DATA >>
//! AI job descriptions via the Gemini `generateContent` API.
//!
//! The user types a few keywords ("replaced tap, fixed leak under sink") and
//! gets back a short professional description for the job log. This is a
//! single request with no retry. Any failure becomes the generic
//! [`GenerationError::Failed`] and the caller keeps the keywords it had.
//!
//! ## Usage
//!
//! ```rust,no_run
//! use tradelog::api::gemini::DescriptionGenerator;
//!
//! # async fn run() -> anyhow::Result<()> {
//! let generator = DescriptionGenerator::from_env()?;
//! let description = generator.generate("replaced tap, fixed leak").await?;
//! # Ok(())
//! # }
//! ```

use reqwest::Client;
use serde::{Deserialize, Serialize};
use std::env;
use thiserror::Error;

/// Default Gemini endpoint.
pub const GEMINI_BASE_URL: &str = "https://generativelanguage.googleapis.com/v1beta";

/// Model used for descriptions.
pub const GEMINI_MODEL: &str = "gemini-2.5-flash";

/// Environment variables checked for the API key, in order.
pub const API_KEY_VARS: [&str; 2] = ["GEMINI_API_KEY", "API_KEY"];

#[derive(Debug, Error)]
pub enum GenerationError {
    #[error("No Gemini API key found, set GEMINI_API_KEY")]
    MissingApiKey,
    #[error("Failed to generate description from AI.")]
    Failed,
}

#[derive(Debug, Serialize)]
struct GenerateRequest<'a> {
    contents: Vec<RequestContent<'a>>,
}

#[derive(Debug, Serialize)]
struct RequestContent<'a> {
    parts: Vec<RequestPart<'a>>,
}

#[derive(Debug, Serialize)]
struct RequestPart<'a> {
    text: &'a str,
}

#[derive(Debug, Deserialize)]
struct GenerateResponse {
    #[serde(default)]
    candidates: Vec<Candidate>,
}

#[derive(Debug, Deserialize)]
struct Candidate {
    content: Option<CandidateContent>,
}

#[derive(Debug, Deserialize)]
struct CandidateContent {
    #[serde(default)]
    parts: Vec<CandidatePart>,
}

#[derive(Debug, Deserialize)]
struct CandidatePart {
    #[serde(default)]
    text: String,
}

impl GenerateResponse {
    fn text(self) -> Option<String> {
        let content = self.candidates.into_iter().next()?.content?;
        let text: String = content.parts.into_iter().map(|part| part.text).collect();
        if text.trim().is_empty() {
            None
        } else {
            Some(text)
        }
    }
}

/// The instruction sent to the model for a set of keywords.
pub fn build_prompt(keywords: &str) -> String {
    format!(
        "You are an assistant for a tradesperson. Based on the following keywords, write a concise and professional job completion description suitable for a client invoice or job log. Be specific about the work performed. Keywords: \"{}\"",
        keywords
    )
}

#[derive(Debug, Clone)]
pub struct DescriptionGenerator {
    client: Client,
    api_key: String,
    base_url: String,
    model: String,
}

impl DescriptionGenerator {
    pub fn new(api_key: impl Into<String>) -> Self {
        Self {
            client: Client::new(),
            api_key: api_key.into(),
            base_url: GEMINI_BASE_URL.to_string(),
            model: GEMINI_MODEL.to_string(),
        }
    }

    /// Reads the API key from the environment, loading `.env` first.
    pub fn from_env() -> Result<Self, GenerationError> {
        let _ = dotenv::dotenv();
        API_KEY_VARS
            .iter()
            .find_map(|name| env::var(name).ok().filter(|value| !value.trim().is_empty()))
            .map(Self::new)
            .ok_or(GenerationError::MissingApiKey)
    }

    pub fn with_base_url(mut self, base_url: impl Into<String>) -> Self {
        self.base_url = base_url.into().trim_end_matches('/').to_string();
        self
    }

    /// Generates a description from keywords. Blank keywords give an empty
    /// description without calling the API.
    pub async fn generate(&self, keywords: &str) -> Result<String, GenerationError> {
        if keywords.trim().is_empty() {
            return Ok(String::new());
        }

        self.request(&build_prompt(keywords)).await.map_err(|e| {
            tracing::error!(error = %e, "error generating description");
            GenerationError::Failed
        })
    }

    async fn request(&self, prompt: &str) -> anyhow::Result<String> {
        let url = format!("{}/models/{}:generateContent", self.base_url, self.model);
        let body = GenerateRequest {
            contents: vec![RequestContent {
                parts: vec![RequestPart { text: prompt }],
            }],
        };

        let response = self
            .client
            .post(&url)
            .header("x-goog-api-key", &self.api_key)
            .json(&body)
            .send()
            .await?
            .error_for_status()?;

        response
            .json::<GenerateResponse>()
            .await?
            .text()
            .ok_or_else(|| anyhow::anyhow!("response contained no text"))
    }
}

PROBLEM STATEMENT >>
Scan the material above for "fixed". Copy every line where it appears.

WRITTEN RESPONSE >>
//! The user types a few keywords ("replaced tap, fixed leak under sink") and
//! let description = generator.generate("replaced tap, fixed leak").await?;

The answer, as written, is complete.